Di Viviana de Lillo. Oggi apre i battenti la 71esima edizione della Mostra Internazionale di Arte Cinematografica a Venezia. Ogni giorno, fino alla conclusione della manifestazione, Giornale Apollo proporrà un approfondimento su uno dei registi in concorso. In questo articolo vi presentiamo Saverio Costanzo.
Saverio Costanzo
Nato a Roma il 28 settembre del 1975, Saverio è il figlio del celebre conduttore televisivo Maurizio Costanzo e della giornalista Flaminia Morandi. Laureato in Sociologia della Comunicazione presso La Sapienza di Roma, inizia a lavorare come conduttore radiofonico.
Nel 1997 cura la creazione di due spot contro la droga per Fabrica (Benetton) e scrive la sceneggiatura del corto Il Numero e del telefilm Una famiglia per caso, diretto dalla sorella Camilla Costanzo e prodotto da Raiuno.
In seguito, trasferitosi a New York, inizia a lavorare dapprima come operatore per la casa di produzione GVG USA, poi come aiuto regista dello svizzero Reiro Kaduff.
Dopo aver realizzato i suoi due documentari di esordio, Caffè mille luci (2001) e Sala rossa (2002), in occasione di un viaggio in Israele, Costanzo inizia a meditare sul soggetto della sua opera prima, Private (2004). La pellicola, una toccante riflessione sul conflitto israelo–palestinese, mettendo da parte le questioni politiche di fondo, si concentra sulla quotidianità di una famiglia palestinese costretta a convivere con un gruppo di militari israeliani. Private gli valse il Pardo d’oro al Festival di Locarno nel 2004, oltre al premio come Miglior film al Cape Town World Cinema Festival in Sudafrica e il titolo di Miglior regista esordiente ai David di Donatello nel 2005. Proposto all’Academy per rappresentare l’Italia alla notte degli Oscar, la pellicola venne rifiutata perché la lingua parlata nel film non era l’italiano.

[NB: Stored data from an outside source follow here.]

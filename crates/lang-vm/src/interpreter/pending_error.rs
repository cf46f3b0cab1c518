//! The single program-visible error slot. Distinct from `FatalError`:
//! this is ordinary control flow the source program can observe and
//! clear, not a bug in the interpreter itself.

use crate::value::Value;

#[derive(Debug, Clone, Default)]
pub struct PendingError {
  pub flag: bool,
  pub code: Value,
  pub message: std::string::String,
}

impl PendingError {
  pub fn set(&mut self, code: Value, message: impl Into<std::string::String>) {
    self.flag = true;
    self.code = code;
    self.message = message.into();
  }

  pub fn clear(&mut self) {
    self.flag = false;
    self.code = Value::ZERO;
    self.message.clear();
  }

  /// `Rethrow` in the source language: re-asserts the flag without
  /// touching the payload, so an outer `catch` sees the same error.
  pub fn bubble(&mut self) {
    self.flag = true;
  }
}
//! A compiled procedure: its instruction stream plus the frame-shape
//! counts the interpreter needs to reserve stack space on `Call`.

#[derive(Debug, Clone)]
pub struct Procedure {
  pub name: std::string::String,
  pub value_parameter_count: u16,
  pub object_parameter_count: u16,
  pub value_frame_size: u16,
  pub object_frame_size: u16,
  pub code: Vec<u8>,
}

impl Procedure {
  pub fn new(
    name: impl Into<std::string::String>,
    value_parameter_count: u16,
    object_parameter_count: u16,
    value_frame_size: u16,
    object_frame_size: u16,
    code: Vec<u8>,
  ) -> Self {
    Self { name: name.into(), value_parameter_count, object_parameter_count, value_frame_size, object_frame_size, code }
  }
}
use crate::ast::Node;
use crate::grammar::{
  and, capture_node_array, capture_single_node, capture_single_node_or_null, capture_term, capture_token, capture_tokens, cut, one_of,
  optional, prod, term, zero_or_more, Captures, Production, ProductionId,
};
use crate::token::{Token, TokenKind};

use super::passthrough;

pub(crate) fn install(set: &mut impl FnMut(ProductionId, Production)) {
  set(super::STATEMENT, statement());
  set(super::BODY, body());
  set(super::DIM_STATEMENT, dim_statement());
  set(super::CONST_STATEMENT, const_statement());
  set(super::ASSIGN_STATEMENT, assign_statement());
  set(super::CALL_STATEMENT, call_statement());
  set(super::RETURN_STATEMENT, return_statement());
  set(super::IF_STATEMENT, if_statement());
  set(super::SELECT_CASE_STATEMENT, select_case_statement());
  set(super::CASE_VALUES, case_values());
  set(super::FOR_STATEMENT, for_statement());
  set(super::FOR_EACH_STATEMENT, for_each_statement());
  set(super::WHILE_STATEMENT, while_statement());
  set(super::DO_STATEMENT, do_statement());
  set(super::TRY_STATEMENT, try_statement());
  set(super::THROW_STATEMENT, throw_statement());
  set(super::RETHROW_STATEMENT, rethrow_statement());
  set(super::EXIT_STATEMENT, exit_statement());
  set(super::CONTINUE_STATEMENT, continue_statement());
  set(super::GROUP_STATEMENT, group_statement());
  set(super::JOIN_STATEMENT, join_statement());
}

fn statement() -> Production {
  // `For Each` and plain `For` both start with `For`; try the more
  // specific one first so the ordered choice disambiguates correctly.
  // Likewise `CallStatement` before `AssignStatement`, since both can
  // start with a bare identifier.
  let t = one_of(vec![
    capture_term(0, prod(super::DIM_STATEMENT)),
    capture_term(0, prod(super::CONST_STATEMENT)),
    capture_term(0, prod(super::IF_STATEMENT)),
    capture_term(0, prod(super::SELECT_CASE_STATEMENT)),
    capture_term(0, prod(super::FOR_EACH_STATEMENT)),
    capture_term(0, prod(super::FOR_STATEMENT)),
    capture_term(0, prod(super::WHILE_STATEMENT)),
    capture_term(0, prod(super::DO_STATEMENT)),
    capture_term(0, prod(super::TRY_STATEMENT)),
    capture_term(0, prod(super::THROW_STATEMENT)),
    capture_term(0, prod(super::RETHROW_STATEMENT)),
    capture_term(0, prod(super::RETURN_STATEMENT)),
    capture_term(0, prod(super::EXIT_STATEMENT)),
    capture_term(0, prod(super::CONTINUE_STATEMENT)),
    capture_term(0, prod(super::GROUP_STATEMENT)),
    capture_term(0, prod(super::JOIN_STATEMENT)),
    capture_term(0, prod(super::CALL_STATEMENT)),
    capture_term(0, prod(super::ASSIGN_STATEMENT)),
  ]);
  Production::new("Statement", t, passthrough)
}

fn body() -> Production {
  let t = zero_or_more(and(vec![zero_or_more(term(TokenKind::EndOfLine)), capture_term(0, prod(super::STATEMENT))]));
  fn build(c: &Captures, first: &Token) -> Node {
    Node::Body { token: first.clone(), statements: capture_node_array(c, 0).to_vec() }
  }
  Production::new("Body", t, build)
}

fn dim_statement() -> Production {
  let t = and(vec![
    term(TokenKind::Dim),
    cut(),
    capture_term(0, term(TokenKind::Identifier)),
    term(TokenKind::As),
    capture_term(1, prod(super::TYPE)),
    optional(vec![term(TokenKind::EqualsSign), capture_term(2, prod(super::EXPRESSION))]),
  ]);
  fn build(c: &Captures, first: &Token) -> Node {
    let name = capture_token(c, 0).clone();
    let type_node = capture_single_node(c, 1).clone();
    match type_node {
      Node::ListType { element, .. } => Node::DimListStatement { token: first.clone(), name, element_type: element },
      Node::MapType { key, value, .. } => Node::DimMapStatement { token: first.clone(), name, key_type: key, value_type: value },
      other => {
        let value = capture_single_node_or_null(c, 2).map(|n| Box::new(n.clone()));
        Node::DimStatement { token: first.clone(), name, type_ref: Box::new(other), value }
      }
    }
  }
  Production::new("DimStatement", t, build)
}

fn const_statement() -> Production {
  let t = and(vec![
    term(TokenKind::Const),
    cut(),
    capture_term(0, term(TokenKind::Identifier)),
    term(TokenKind::EqualsSign),
    capture_term(1, prod(super::EXPRESSION)),
  ]);
  fn build(c: &Captures, first: &Token) -> Node {
    Node::ConstStatement { token: first.clone(), name: capture_token(c, 0).clone(), value: Box::new(capture_single_node(c, 1).clone()) }
  }
  Production::new("ConstStatement", t, build)
}

fn assign_statement() -> Production {
  let t = and(vec![
    capture_term(0, term(TokenKind::Identifier)),
    zero_or_more(and(vec![term(TokenKind::Dot), cut(), capture_term(1, term(TokenKind::Identifier))])),
    term(TokenKind::EqualsSign),
    cut(),
    capture_term(2, prod(super::EXPRESSION)),
  ]);
  fn build(c: &Captures, first: &Token) -> Node {
    let name = capture_token(c, 0).clone();
    let mut target = Node::SymbolReference { token: name.clone(), name };
    for member in capture_tokens(c, 1) {
      target = Node::DottedAccess { token: member.clone(), target: Box::new(target), member: member.clone() };
    }
    Node::AssignStatement { token: first.clone(), target: Box::new(target), value: Box::new(capture_single_node(c, 2).clone()) }
  }
  Production::new("AssignStatement", t, build)
}

fn call_statement() -> Production {
  let t = capture_term(0, prod(super::CALL_EXPR));
  fn build(c: &Captures, first: &Token) -> Node {
    Node::CallStatement { token: first.clone(), call: Box::new(capture_single_node(c, 0).clone()) }
  }
  Production::new("CallStatement", t, build)
}

fn return_statement() -> Production {
  let t = and(vec![term(TokenKind::Return), cut(), optional(vec![capture_term(0, prod(super::EXPRESSION))])]);
  fn build(c: &Captures, first: &Token) -> Node {
    Node::ReturnStatement { token: first.clone(), value: capture_single_node_or_null(c, 0).map(|n| Box::new(n.clone())) }
  }
  Production::new("ReturnStatement", t, build)
}

fn if_statement() -> Production {
  let t = and(vec![
    term(TokenKind::If),
    cut(),
    capture_term(0, prod(super::EXPRESSION)),
    term(TokenKind::Then),
    cut(),
    capture_term(1, prod(super::BODY)),
    zero_or_more(and(vec![
      term(TokenKind::Else),
      term(TokenKind::If),
      cut(),
      capture_term(2, prod(super::EXPRESSION)),
      term(TokenKind::Then),
      cut(),
      capture_term(3, prod(super::BODY)),
    ])),
    optional(vec![term(TokenKind::Else), cut(), capture_term(4, prod(super::BODY))]),
    term(TokenKind::End),
    term(TokenKind::If),
  ]);
  fn build(c: &Captures, first: &Token) -> Node {
    let condition = Box::new(capture_single_node(c, 0).clone());
    let then_body = Box::new(capture_single_node(c, 1).clone());
    let conditions = capture_node_array(c, 2);
    let bodies = capture_node_array(c, 3);
    let else_if_clauses = conditions.iter().cloned().zip(bodies.iter().cloned()).collect();
    let else_body = capture_single_node_or_null(c, 4).map(|n| Box::new(n.clone()));
    Node::IfStatement { token: first.clone(), condition, then_body, else_if_clauses, else_body }
  }
  Production::new("IfStatement", t, build)
}

fn case_values() -> Production {
  let t = and(vec![capture_term(0, prod(super::EXPRESSION)), zero_or_more(and(vec![term(TokenKind::Comma), capture_term(0, prod(super::EXPRESSION))]))]);
  fn build(c: &Captures, first: &Token) -> Node {
    Node::LiteralArray { token: first.clone(), elements: capture_node_array(c, 0).to_vec() }
  }
  Production::new("CaseValues", t, build)
}

fn select_case_statement() -> Production {
  let t = and(vec![
    term(TokenKind::Select),
    term(TokenKind::Case),
    cut(),
    capture_term(0, prod(super::EXPRESSION)),
    zero_or_more(and(vec![
      term(TokenKind::Case),
      cut(),
      capture_term(1, prod(super::CASE_VALUES)),
      capture_term(2, prod(super::BODY)),
    ])),
    optional(vec![term(TokenKind::Case), term(TokenKind::Else), cut(), capture_term(3, prod(super::BODY))]),
    term(TokenKind::End),
    term(TokenKind::Select),
  ]);
  fn build(c: &Captures, first: &Token) -> Node {
    let subject = Box::new(capture_single_node(c, 0).clone());
    let values = capture_node_array(c, 1);
    let bodies = capture_node_array(c, 2);
    let cases = values
      .iter()
      .zip(bodies.iter())
      .map(|(v, b)| {
        let elements = match v {
          Node::LiteralArray { elements, .. } => elements.clone(),
          _ => unreachable!("CaseValues always yields a LiteralArray"),
        };
        (elements, b.clone())
      })
      .collect();
    let else_body = capture_single_node_or_null(c, 3).map(|n| Box::new(n.clone()));
    Node::SelectCaseStatement { token: first.clone(), subject, cases, else_body }
  }
  Production::new("SelectCaseStatement", t, build)
}

fn for_statement() -> Production {
  let t = and(vec![
    term(TokenKind::For),
    cut(),
    capture_term(0, term(TokenKind::Identifier)),
    term(TokenKind::EqualsSign),
    capture_term(1, prod(super::EXPRESSION)),
    term(TokenKind::To),
    capture_term(2, prod(super::EXPRESSION)),
    optional(vec![term(TokenKind::Step), cut(), capture_term(3, prod(super::EXPRESSION))]),
    capture_term(4, prod(super::BODY)),
    term(TokenKind::Next),
  ]);
  fn build(c: &Captures, first: &Token) -> Node {
    Node::ForStatement {
      token: first.clone(),
      loop_variable: capture_token(c, 0).clone(),
      start: Box::new(capture_single_node(c, 1).clone()),
      end: Box::new(capture_single_node(c, 2).clone()),
      step: capture_single_node_or_null(c, 3).map(|n| Box::new(n.clone())),
      body: Box::new(capture_single_node(c, 4).clone()),
    }
  }
  Production::new("ForStatement", t, build)
}

fn for_each_statement() -> Production {
  let t = and(vec![
    term(TokenKind::For),
    term(TokenKind::Each),
    cut(),
    capture_term(0, term(TokenKind::Identifier)),
    term(TokenKind::In),
    capture_term(1, prod(super::EXPRESSION)),
    capture_term(2, prod(super::BODY)),
    term(TokenKind::Next),
  ]);
  fn build(c: &Captures, first: &Token) -> Node {
    Node::ForEachStatement {
      token: first.clone(),
      loop_variable: capture_token(c, 0).clone(),
      collection: Box::new(capture_single_node(c, 1).clone()),
      body: Box::new(capture_single_node(c, 2).clone()),
    }
  }
  Production::new("ForEachStatement", t, build)
}

fn while_statement() -> Production {
  let t = and(vec![term(TokenKind::While), cut(), capture_term(0, prod(super::EXPRESSION)), capture_term(1, prod(super::BODY)), term(TokenKind::Wend)]);
  fn build(c: &Captures, first: &Token) -> Node {
    Node::WhileStatement { token: first.clone(), condition: Box::new(capture_single_node(c, 0).clone()), body: Box::new(capture_single_node(c, 1).clone()) }
  }
  Production::new("WhileStatement", t, build)
}

fn do_statement() -> Production {
  let test_first = and(vec![
    capture_term(3, term(TokenKind::Do)),
    cut(),
    capture_term(2, one_of(vec![term(TokenKind::While), term(TokenKind::Until)])),
    capture_term(0, prod(super::EXPRESSION)),
    capture_term(1, prod(super::BODY)),
    term(TokenKind::Loop),
  ]);
  let test_last = and(vec![
    term(TokenKind::Do),
    cut(),
    capture_term(1, prod(super::BODY)),
    term(TokenKind::Loop),
    capture_term(2, one_of(vec![term(TokenKind::While), term(TokenKind::Until)])),
    capture_term(0, prod(super::EXPRESSION)),
  ]);
  let t = one_of(vec![test_first, test_last]);
  fn build(c: &Captures, first: &Token) -> Node {
    let condition = Box::new(capture_single_node(c, 0).clone());
    let body = Box::new(capture_single_node(c, 1).clone());
    let keyword = capture_token(c, 2).clone();
    let until = keyword.kind == TokenKind::Until;
    let test_at_end = capture_tokens(c, 3).is_empty();
    Node::DoStatement { token: first.clone(), body, condition, test_at_end, until }
  }
  Production::new("DoStatement", t, build)
}

fn try_statement() -> Production {
  let t = and(vec![
    term(TokenKind::Try),
    cut(),
    capture_term(0, prod(super::BODY)),
    optional(vec![term(TokenKind::Catch), cut(), capture_term(1, prod(super::BODY))]),
    optional(vec![term(TokenKind::Finally), cut(), capture_term(2, prod(super::BODY))]),
    term(TokenKind::End),
    term(TokenKind::Try),
  ]);
  fn build(c: &Captures, first: &Token) -> Node {
    Node::TryStatement {
      token: first.clone(),
      body: Box::new(capture_single_node(c, 0).clone()),
      catch_body: capture_single_node_or_null(c, 1).map(|n| Box::new(n.clone())),
      finally_body: capture_single_node_or_null(c, 2).map(|n| Box::new(n.clone())),
    }
  }
  Production::new("TryStatement", t, build)
}

fn throw_statement() -> Production {
  let t = and(vec![
    term(TokenKind::Throw),
    cut(),
    capture_term(0, prod(super::EXPRESSION)),
    term(TokenKind::Comma),
    capture_term(1, prod(super::EXPRESSION)),
  ]);
  fn build(c: &Captures, first: &Token) -> Node {
    Node::ThrowStatement { token: first.clone(), code: Box::new(capture_single_node(c, 0).clone()), message: Box::new(capture_single_node(c, 1).clone()) }
  }
  Production::new("ThrowStatement", t, build)
}

fn rethrow_statement() -> Production {
  let t = term(TokenKind::Rethrow);
  fn build(_c: &Captures, first: &Token) -> Node {
    Node::RethrowStatement { token: first.clone() }
  }
  Production::new("RethrowStatement", t, build)
}

fn exit_statement() -> Production {
  let t = term(TokenKind::Exit);
  fn build(_c: &Captures, first: &Token) -> Node {
    Node::ExitStatement { token: first.clone() }
  }
  Production::new("ExitStatement", t, build)
}

fn continue_statement() -> Production {
  // Uses the `Continue` keyword, matching its name; treating `Exit` as a
  // continue-statement keyword (as an earlier grammar draft did) would
  // make it indistinguishable from `ExitStatement`.
  let t = term(TokenKind::Continue);
  fn build(_c: &Captures, first: &Token) -> Node {
    Node::ContinueStatement { token: first.clone() }
  }
  Production::new("ContinueStatement", t, build)
}

fn group_statement() -> Production {
  let t = and(vec![
    term(TokenKind::Group),
    cut(),
    capture_term(0, term(TokenKind::Identifier)),
    term(TokenKind::In),
    capture_term(1, prod(super::EXPRESSION)),
    term(TokenKind::By),
    capture_term(2, prod(super::EXPRESSION)),
    term(TokenKind::Into),
    capture_term(3, term(TokenKind::Identifier)),
    capture_term(4, prod(super::BODY)),
    term(TokenKind::End),
    term(TokenKind::Group),
  ]);
  fn build(c: &Captures, first: &Token) -> Node {
    Node::GroupStatement {
      token: first.clone(),
      name: capture_token(c, 0).clone(),
      source: Box::new(capture_single_node(c, 1).clone()),
      key: Box::new(capture_single_node(c, 2).clone()),
      into: capture_token(c, 3).clone(),
      body: Box::new(capture_single_node(c, 4).clone()),
    }
  }
  Production::new("GroupStatement", t, build)
}

fn join_statement() -> Production {
  let t = and(vec![
    term(TokenKind::Join),
    cut(),
    capture_term(0, term(TokenKind::Identifier)),
    term(TokenKind::In),
    capture_term(1, prod(super::EXPRESSION)),
    capture_term(2, prod(super::BODY)),
    term(TokenKind::End),
    term(TokenKind::Join),
  ]);
  fn build(c: &Captures, first: &Token) -> Node {
    // The join body gets its own slot (2) rather than reusing the
    // collection expression's slot (1): an earlier grammar draft
    // collapsed these, which silently discarded the collection
    // expression whenever a join body was also present.
    Node::JoinStatement {
      token: first.clone(),
      name: capture_token(c, 0).clone(),
      collection: Box::new(capture_single_node(c, 1).clone()),
      join_body: Box::new(capture_single_node(c, 2).clone()),
    }
  }
  Production::new("JoinStatement", t, build)
}
use std::rc::Rc;

use crate::bytecode::Opcode;
use crate::error::{FatalError, FatalResult};
use crate::object::Object;

use super::Interpreter;

impl<'p> Interpreter<'p> {
  pub(super) fn dispatch_optional(&mut self, op: Opcode) -> FatalResult<()> {
    match op {
      Opcode::ValueOptionalNewMissing => {
        self.registers.x = Some(Rc::new(Object::ValueOptional(None)));
      }
      Opcode::ValueOptionalNewPresent => {
        self.registers.x = Some(Rc::new(Object::ValueOptional(Some(self.registers.a))));
      }
      Opcode::ObjectOptionalNewMissing => {
        self.registers.x = Some(Rc::new(Object::ObjectOptional(None)));
      }
      Opcode::ObjectOptionalNewPresent => {
        let y = self.registers.y.clone().ok_or(FatalError::TypeMismatch { expected: "object", op: "ObjectOptionalNewPresent" })?;
        self.registers.x = Some(Rc::new(Object::ObjectOptional(Some(y))));
      }
      other => unreachable!("{other:?} is not an optional opcode"),
    }
    Ok(())
  }
}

Nel 2007 Costanzo dirige In memoria di me, tratto dal romanzo Lacrime impure, pubblicato nel 1960 con il titolo Il gesuita perfetto, scritto da Furio Monicelli, fratello minore del grande regista Mario Monicelli. Presentato il medesimo anno al Festival di Berlino, il film tratta la storia di Andrea, un uomo insoddisfatto dalla vita che, sebbene costellata da successi, lo delude nel profondo, tanto da decidere di entrare in noviziato.
Nel 2010, sempre attingendo ispirazione dalla letteratura, il regista lavora alla trasposizione cinematografica del romanzo La solitudine dei numeri primi scritto da Paolo Giordano, col quale collabora alla sceneggiatura della pellicola, presentata durante la 67esima edizione del Festival del Cinema di Venezia.

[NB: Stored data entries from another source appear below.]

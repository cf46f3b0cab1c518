//! Frame kinds pushed onto the parse engine's explicit stack. Each frame is
//! a small step-counter state machine; the engine drives it by feeding back
//! the outcome of whatever child frame it most recently pushed.

use crate::ast::Node;
use crate::grammar::ProductionId;
use crate::grammar::Term;
use crate::parse::checkpoint::Checkpoint;
use crate::token::{Token, TokenKind};

#[derive(Debug, Clone)]
pub enum Produced {
  None,
  Token(Token),
  Node(Node),
}

#[derive(Debug, Clone)]
pub enum Outcome {
  Match(Produced),
  Mismatch,
}

pub struct AndState {
  pub terms: &'static [Term],
  pub index: usize,
}

pub struct OrState {
  pub terms: &'static [Term],
  pub index: usize,
  pub checkpoint: Checkpoint,
}

pub struct OptionalState {
  pub terms: &'static [Term],
  pub index: usize,
  pub checkpoint: Checkpoint,
}

pub struct ZeroOrMoreState {
  pub inner: &'static Term,
  pub checkpoint: Checkpoint,
}

pub struct CaptureState {
  pub slot: usize,
  pub inner: &'static Term,
  pub entered: bool,
}

pub struct ProdExitState {
  pub id: ProductionId,
  pub start_token_index: usize,
}

pub enum Frame {
  And(AndState),
  Or(OrState),
  Optional(OptionalState),
  ZeroOrMore(ZeroOrMoreState),
  Capture(CaptureState),
  Terminal(TokenKind),
  Cut,
  ProdExit(ProdExitState),
}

Sergio Castellitto (Giovanni Mari) in In Treatment
Un grande successo ha riscosso la serie televisiva In Treatment, la cui prima stagione nell’adattamento italiano è stata diretta da Costanzo. Tratta da un format israeliano, BeTipul, e con in attivo molteplici rifacimenti in svariati paesi, la serie ha come protagonista lo psicoterapeuta Giovanni Mari, nella versione italiana interpretato da Sergio Castellitto, e narra delle sedute settimanali del medico con i suoi pazienti.
L’ultimo lavoro del regista, in concorso attualmente a Venezia, si intitola Hungry Hearts. Ambientata a Brooklyn, la pellicola narra l’evoluzione del rapporto di coppia tra l’italiana Mina e il newyorkese Jude, interpretati rispettivamente da Alba Rohrwacher e Adam Driver, dalla nascita del loro amore fino al momento in cui la giovane scopre di aspettare un bambino. L’incontro con una guida spirituale convincerà Mina di avere in grembo un bambino indaco, portandola a sviluppare un’ossessione talmente morbosa nei confronti del neonato da metterà in crisi il suo rapporto con Adam.

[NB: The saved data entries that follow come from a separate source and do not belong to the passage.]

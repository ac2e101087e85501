use super::TtsEngine;
use crate::{config::SynthesizerConfig, error::AppError};
use ndarray::{Array1, Array2, ArrayD, IxDyn};
use ort::{
    ep::CUDA, inputs, session::builder::SessionBuilder, session::Session, value::Value,
};
use std::{collections::HashMap, fs};

const BOS: &str = "^";
const EOS: &str = "$";
const PAD: &str = "_";

#[derive(Debug, Deserialize)]
pub struct ModelConfig {
    audio: AudioConfig,
    phoneme_id_map: HashMap<String, Vec<i64>>,
    #[serde(default)]
    inference: InferenceConfig,
}

#[derive(Debug, Deserialize)]
struct AudioConfig {
    sample_rate: u32,
}

#[derive(Debug, Deserialize)]
struct InferenceConfig {
    length_scale: f32,
    noise_scale: f32,
    noise_w: f32,
}

impl Default for InferenceConfig {
    fn default() -> InferenceConfig {
        InferenceConfig {
            length_scale: 1.0,
            noise_scale: 0.667,
            noise_w: 0.8,
        }
    }
}

impl ModelConfig {
    pub fn from_file(path: &std::path::Path) -> Result<ModelConfig, AppError> {
        let content = fs::read_to_string(path)
            .map_err(|e| AppError::FileNotFound(path.to_path_buf(), e))?;
        Ok(serde_json::from_str(&content)?)
    }

    /// Map text characters to model input ids. BOS and every mapped
    /// character are followed by the PAD id, then EOS closes the sequence.
    /// Characters missing from the id map are skipped.
    fn text_to_ids(&self, text: &str) -> Vec<i64> {
        let mut tokens: Vec<String> = vec![BOS.to_string()];
        tokens.extend(text.chars().map(|c| c.to_string()));

        let mut ids = Vec::new();
        for token in &tokens {
            if let Some(token_ids) = self.phoneme_id_map.get(token) {
                ids.extend(token_ids);
                if let Some(pad_ids) = self.phoneme_id_map.get(PAD) {
                    ids.extend(pad_ids);
                }
            }
        }
        if let Some(eos_ids) = self.phoneme_id_map.get(EOS) {
            ids.extend(eos_ids);
        }
        ids
    }
}

/// VITS-style synthesizer: one ONNX session for the acoustic model and an
/// optional second session for the vocoder. Without a vocoder the model
/// output is taken as the finished waveform.
pub struct Vits {
    session: Session,
    vocoder: Option<Session>,
    config: ModelConfig,
    sample_rate: u32,
}

impl Vits {
    fn builder(use_cuda: bool) -> Result<SessionBuilder, AppError> {
        let mut builder = Session::builder()?;
        if use_cuda {
            builder = builder
                .with_execution_providers([CUDA::default().build()])
                .map_err(ort::Error::from)?;
        }
        Ok(builder)
    }

    fn run_vocoder(vocoder: &mut Session, frames: ArrayD<f32>) -> Result<Vec<f32>, AppError> {
        let mel_value = Value::from_array(frames)?;
        let outputs = vocoder.run(inputs!["mel" => &mel_value])?;
        let output = outputs
            .get("output")
            .ok_or(AppError::MissingOutput("output"))?;
        let (_shape, samples) = output.try_extract_tensor::<f32>()?;
        Ok(samples.to_vec())
    }
}

impl TtsEngine for Vits {
    type Config = SynthesizerConfig;
    type Error = AppError;

    fn from_config(config: SynthesizerConfig) -> Result<Vits, AppError> {
        let model_config = ModelConfig::from_file(&config.model_config_path)?;
        let session = Self::builder(config.use_cuda)?.commit_from_file(&config.model_path)?;

        let vocoder = match &config.vocoder_path {
            Some(path) => Some(Self::builder(config.use_cuda)?.commit_from_file(path)?),
            None => None,
        };
        // The vocoder decides the output rate when it carries its own config.
        let sample_rate = match &config.vocoder_config_path {
            Some(path) => ModelConfig::from_file(path)?.audio.sample_rate,
            None => model_config.audio.sample_rate,
        };

        Ok(Self {
            session,
            vocoder,
            config: model_config,
            sample_rate,
        })
    }

    fn synthesize(&mut self, text: &str) -> Result<Vec<f32>, AppError> {
        let ids = self.config.text_to_ids(text);
        if ids.is_empty() {
            return Err(AppError::EmptyPhonemeInput());
        }

        let len = ids.len();
        let input_ids = Array2::from_shape_vec((1, len), ids)?;
        let input_lengths = Array1::from_vec(vec![len as i64]);
        let inference = &self.config.inference;
        let scales = Array1::from_vec(vec![
            inference.noise_scale,
            inference.length_scale,
            inference.noise_w,
        ]);

        let input_value = Value::from_array(input_ids)?;
        let lengths_value = Value::from_array(input_lengths)?;
        let scales_value = Value::from_array(scales)?;

        let outputs = self.session.run(inputs![
            "input" => &input_value,
            "input_lengths" => &lengths_value,
            "scales" => &scales_value,
        ])?;
        let output = outputs
            .get("output")
            .ok_or(AppError::MissingOutput("output"))?;
        let (shape, data) = output.try_extract_tensor::<f32>()?;

        match &mut self.vocoder {
            Some(vocoder) => {
                let dims: Vec<usize> = shape.iter().map(|&d| d as usize).collect();
                let frames = ArrayD::from_shape_vec(IxDyn(&dims), data.to_vec())?;
                Self::run_vocoder(vocoder, frames)
            }
            None => Ok(data.to_vec()),
        }
    }

    fn sample_rate(&self) -> u32 {
        self.sample_rate
    }
}

#[cfg(test)]
mod tests {
    use super::*;

    fn test_config() -> ModelConfig {
        let json = r#"
        {
            "audio": { "sample_rate": 22050 },
            "phoneme_id_map": {
                "^": [1],
                "$": [2],
                "_": [0],
                "a": [10],
                "b": [11, 12]
            },
            "inference": {
                "length_scale": 1.0,
                "noise_scale": 0.667,
                "noise_w": 0.8
            }
        }
        "#;
        serde_json::from_str(json).unwrap()
    }

    #[test]
    fn maps_text_with_bos_eos_and_interleaved_pad() {
        let config = test_config();
        assert_eq!(config.text_to_ids("ab"), vec![1, 0, 10, 0, 11, 12, 0, 2]);
    }

    #[test]
    fn skips_unmapped_characters() {
        let config = test_config();
        // 'z' has no entry; only the frame plus 'a' survive.
        assert_eq!(config.text_to_ids("za"), vec![1, 0, 10, 0, 2]);
    }

    #[test]
    fn fully_unmapped_text_yields_no_ids() {
        let json = r#"
        {
            "audio": { "sample_rate": 22050 },
            "phoneme_id_map": { "a": [10] }
        }
        "#;
        let config: ModelConfig = serde_json::from_str(json).unwrap();
        // No BOS/EOS/PAD entries and no mapped characters: synthesize
        // refuses this input instead of running the model on nothing.
        assert!(config.text_to_ids("xyz").is_empty());
    }

    #[test]
    fn inference_scales_default_when_absent() {
        let json = r#"
        {
            "audio": { "sample_rate": 16000 },
            "phoneme_id_map": {}
        }
        "#;
        let config: ModelConfig = serde_json::from_str(json).unwrap();
        assert_eq!(config.audio.sample_rate, 16000);
        assert!((config.inference.length_scale - 1.0).abs() < f32::EPSILON);
        assert!((config.inference.noise_scale - 0.667).abs() < f32::EPSILON);
    }
}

Alba Rohrwacher (Mina) e Adam Driver (Jude) in una scena di Hungry Hearts
Tratto dal romanzo Il bambino indaco di Marco Franzoso, Hungry Hearts, il cui titolo ricorda una canzone di Bruce Springsteen, tratta un argomento caro alla subcultura New Age, vale a dire la credenza secondo cui vi sia una generazione di bambini dotati di tratti e/o di capacità speciali o soprannaturali accomunati secondo Nancy Ann Tappe, la parapsicologa che ha condotto degli studi in merito durante gli anni sessanta, dal colore indaco della loro aura.
Qui il programma di Venezia 71.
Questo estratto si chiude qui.